Post-Editing Machine Translation

Statistical Machine Translation (SMT) has many uses – from the translation of User Generated Content (UGC) to Technical Documents, to Manuals and Digital Content. While some use cases may only need a ‘gist’ translation without post-editing, others will need a light to full human post-edit, depending on the usage scenario and the funding available.

Post-editing is the process of ‘fixing’ Machine Translation output to bring it closer to a human translation standard. This, of course is a very different process than carrying out a full human translation from scratch and that’s why it’s important that you give full training for staff who will carry out this task.

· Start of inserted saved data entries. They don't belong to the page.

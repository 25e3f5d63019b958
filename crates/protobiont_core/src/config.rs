//! Configuration management for simulation parameters.
//!
//! This module provides strongly-typed configuration structures that map to
//! the `config.toml` file. All simulation parameters can be customized through
//! this configuration system.
//!
//! ## Configuration Hierarchy
//!
//! 1. Default values (hardcoded in `Default` impl)
//! 2. `config.toml` file (overrides defaults)
//! 3. Command-line flags (override both)
//!
//! ## Example `config.toml`
//!
//! ```toml
//! seed = 42
//!
//! [grid]
//! width = 20
//! height = 20
//!
//! [physics]
//! viscosity = 0.1
//! max_bond_length = 5.0
//! ```

use serde::{Deserialize, Serialize};

/// Grid-level simulation configuration.
///
/// Defines the dimensions of the toroidal-free, hard-walled cell grid and the
/// stepping parameters shared by every pass of the physics update.
#[derive(Serialize, Deserialize, Debug, Clone)]
#[serde(default)]
pub struct GridConfig {
    pub width: u32,
    pub height: u32,
    pub time_step: f32,
    pub max_particles: usize,
}

impl Default for GridConfig {
    fn default() -> Self {
        Self {
            width: 20,
            height: 20,
            time_step: 1.0,
            max_particles: 5000,
        }
    }
}

impl GridConfig {
    /// Center of the lowest addressable cell on either axis.
    #[must_use]
    pub fn min_center(&self) -> f32 {
        0.5
    }

    /// Center of the highest addressable cell on the x axis.
    #[must_use]
    pub fn max_center_x(&self) -> f32 {
        (self.width - 1) as f32 + 0.5
    }

    /// Center of the highest addressable cell on the y axis.
    #[must_use]
    pub fn max_center_y(&self) -> f32 {
        (self.height - 1) as f32 + 0.5
    }
}

/// Force and motion configuration.
///
/// Controls damping, thermal agitation, electrostatics and the stretch limit
/// past which bonds tear.
#[derive(Serialize, Deserialize, Debug, Clone)]
#[serde(default)]
pub struct PhysicsConfig {
    pub viscosity: f32,
    pub max_velocity: f32,
    pub brownian_probability: f32,
    pub max_brownian_force: f32,
    pub charge_constant: f32,
    pub max_bond_length: f32,
}

impl Default for PhysicsConfig {
    fn default() -> Self {
        Self {
            viscosity: 0.1,
            max_velocity: 0.5,
            brownian_probability: 0.02,
            max_brownian_force: 0.05,
            charge_constant: 1.0,
            max_bond_length: 5.0,
        }
    }
}

/// Template applied to every particle minted at runtime.
#[derive(Serialize, Deserialize, Debug, Clone)]
#[serde(default)]
pub struct ParticleConfig {
    pub radius: f32,
    pub mass: f32,
    pub charge: f32,
    pub restitution: f32,
}

impl Default for ParticleConfig {
    fn default() -> Self {
        Self {
            radius: 0.5,
            mass: 1.0,
            charge: 0.0,
            restitution: 1.0,
        }
    }
}

#[derive(Serialize, Deserialize, Debug, Clone, Default)]
#[serde(default)]
pub struct SimConfig {
    pub grid: GridConfig,
    pub physics: PhysicsConfig,
    pub particle: ParticleConfig,
    pub seed: Option<u64>,
}

impl SimConfig {
    /// Validates all configuration parameters.
    ///
    /// Returns `Ok(())` if all parameters are valid, or `Err` with a description
    /// of the first validation failure.
    ///
    /// # Validation Rules
    /// - Grid dimensions must be positive and reasonable (< 1000)
    /// - The time step and stretch limit must be positive
    /// - Probabilities and the viscosity must be in [0.0, 1.0]
    /// - Particle geometry and mass must be positive
    pub fn validate(&self) -> anyhow::Result<()> {
        // Grid validation
        anyhow::ensure!(self.grid.width > 0, "Grid width must be positive");
        anyhow::ensure!(self.grid.width <= 1000, "Grid width too large (max 1000)");
        anyhow::ensure!(self.grid.height > 0, "Grid height must be positive");
        anyhow::ensure!(
            self.grid.height <= 1000,
            "Grid height too large (max 1000)"
        );
        anyhow::ensure!(self.grid.time_step > 0.0, "Time step must be positive");
        anyhow::ensure!(
            self.grid.max_particles > 0,
            "Particle capacity must be positive"
        );

        // Physics validation
        anyhow::ensure!(
            self.physics.viscosity >= 0.0 && self.physics.viscosity <= 1.0,
            "Viscosity must be in [0.0, 1.0]"
        );
        anyhow::ensure!(
            self.physics.max_velocity > 0.0,
            "Velocity ceiling must be positive"
        );
        anyhow::ensure!(
            self.physics.brownian_probability >= 0.0 && self.physics.brownian_probability <= 1.0,
            "Brownian probability must be in [0.0, 1.0]"
        );
        anyhow::ensure!(
            self.physics.max_brownian_force >= 0.0,
            "Brownian force cap must be non-negative"
        );
        anyhow::ensure!(
            self.physics.max_bond_length > 0.0,
            "Bond stretch limit must be positive"
        );

        // Particle template validation
        anyhow::ensure!(self.particle.radius > 0.0, "Particle radius must be positive");
        anyhow::ensure!(self.particle.mass > 0.0, "Particle mass must be positive");
        anyhow::ensure!(
            self.particle.restitution >= 0.0,
            "Restitution must be non-negative"
        );

        Ok(())
    }

    /// Parses and validates configuration from TOML text.
    ///
    /// Absent sections and keys fall back to their defaults.
    pub fn from_toml(content: &str) -> anyhow::Result<Self> {
        let config = toml::from_str::<Self>(content)?;
        config.validate()?;
        Ok(config)
    }
}
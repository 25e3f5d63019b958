//! The replicator molecule experiment.
//!
//! A replicator is an eight-particle ladder: a left strand A-B-C-D and a
//! right strand W-X-Y-Z, bonded down each strand and across each rung. A
//! catalyst particle walks down the left strand, unzipping the rungs; the
//! freed strand halves then re-bond free components into two complete
//! ladders. The reaction table encodes that walk as catalyst presentation,
//! handoff between strand neighbors, rung unbonding and re-bonding.

use rand::Rng;
use tracing::warn;

use protobiont_core::{Bond, Census, Direction, Physics, Reaction, ReactionKind, SpeciesRule};
use ultraviolet::Vec2;

/// Particle species of the experiment.
pub mod species {
    pub const A: i32 = 0;
    pub const B: i32 = 1;
    pub const C: i32 = 2;
    pub const D: i32 = 3;
    pub const W: i32 = 4;
    pub const X: i32 = 5;
    pub const Y: i32 = 6;
    pub const Z: i32 = 7;
    pub const CATALYST: i32 = 8;

    /// Strand component species, excluding the catalyst.
    pub const COMPONENTS: [i32; 8] = [A, B, C, D, W, X, Y, Z];

    pub fn label(species: i32) -> char {
        match species {
            A => 'A',
            B => 'B',
            C => 'C',
            D => 'D',
            W => 'W',
            X => 'X',
            Y => 'Y',
            Z => 'Z',
            CATALYST => '*',
            _ => '?',
        }
    }
}

/// Particle states of the experiment.
pub mod state {
    pub const FREE: i32 = 0;
    pub const BONDED: i32 = 1;
    pub const HANDOFF: i32 = 2;
    pub const UNBONDED: i32 = 3;
}

const MAX_PLACEMENT_TRIES: usize = 1000;

/// Fluent construction for the rule table below; rules read top to bottom
/// the way the pattern sits on the grid.
struct Rule(Reaction);

impl Rule {
    fn new(description: &str, kind: ReactionKind) -> Self {
        Self(Reaction::new(description, kind))
    }

    fn species(mut self, x: usize, y: usize, species: i32) -> Self {
        self.0.set_species(x, y, SpeciesRule::Is(species));
        self
    }

    fn state(mut self, x: usize, y: usize, state: i32) -> Self {
        self.0.set_state(x, y, state);
        self
    }

    fn target(mut self, x: usize, y: usize) -> Self {
        self.0.set_target(x, y);
        self
    }

    fn source_state(mut self, state: i32) -> Self {
        self.0.source_state = Some(state);
        self
    }

    fn target_state(mut self, state: i32) -> Self {
        self.0.target_state = Some(state);
        self
    }

    fn source_bond(mut self, direction: Direction) -> Self {
        self.0.source_bond = direction;
        self
    }

    fn target_bond(mut self, direction: Direction) -> Self {
        self.0.target_bond = direction;
        self
    }

    fn build(self) -> Reaction {
        self.0
    }
}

Training will make sure that post-editors fully understand what is expected of them when asked to complete one of the many post-editing type tasks. Research (Vasconcellos – 1986a:145) suggests that post-editing is a honed skill which takes time to develop, so remember your translators may need some time to reach their greatest post-editing productivity levels. KantanMT works with many companies who are post-editing at a rate over 7,000 words per day, compared to an average of 2,000 per day for full human translation.

Types of Training: The Translation Automation User Society (TAUS) is now holding online training courses for post-editors.

post-editing

Post-editing Levels

Post-editing quality levels vary greatly and will depend largely by the client or end-user. It’s important to get an exact understanding of user expectations and manage these expectations throughout the project.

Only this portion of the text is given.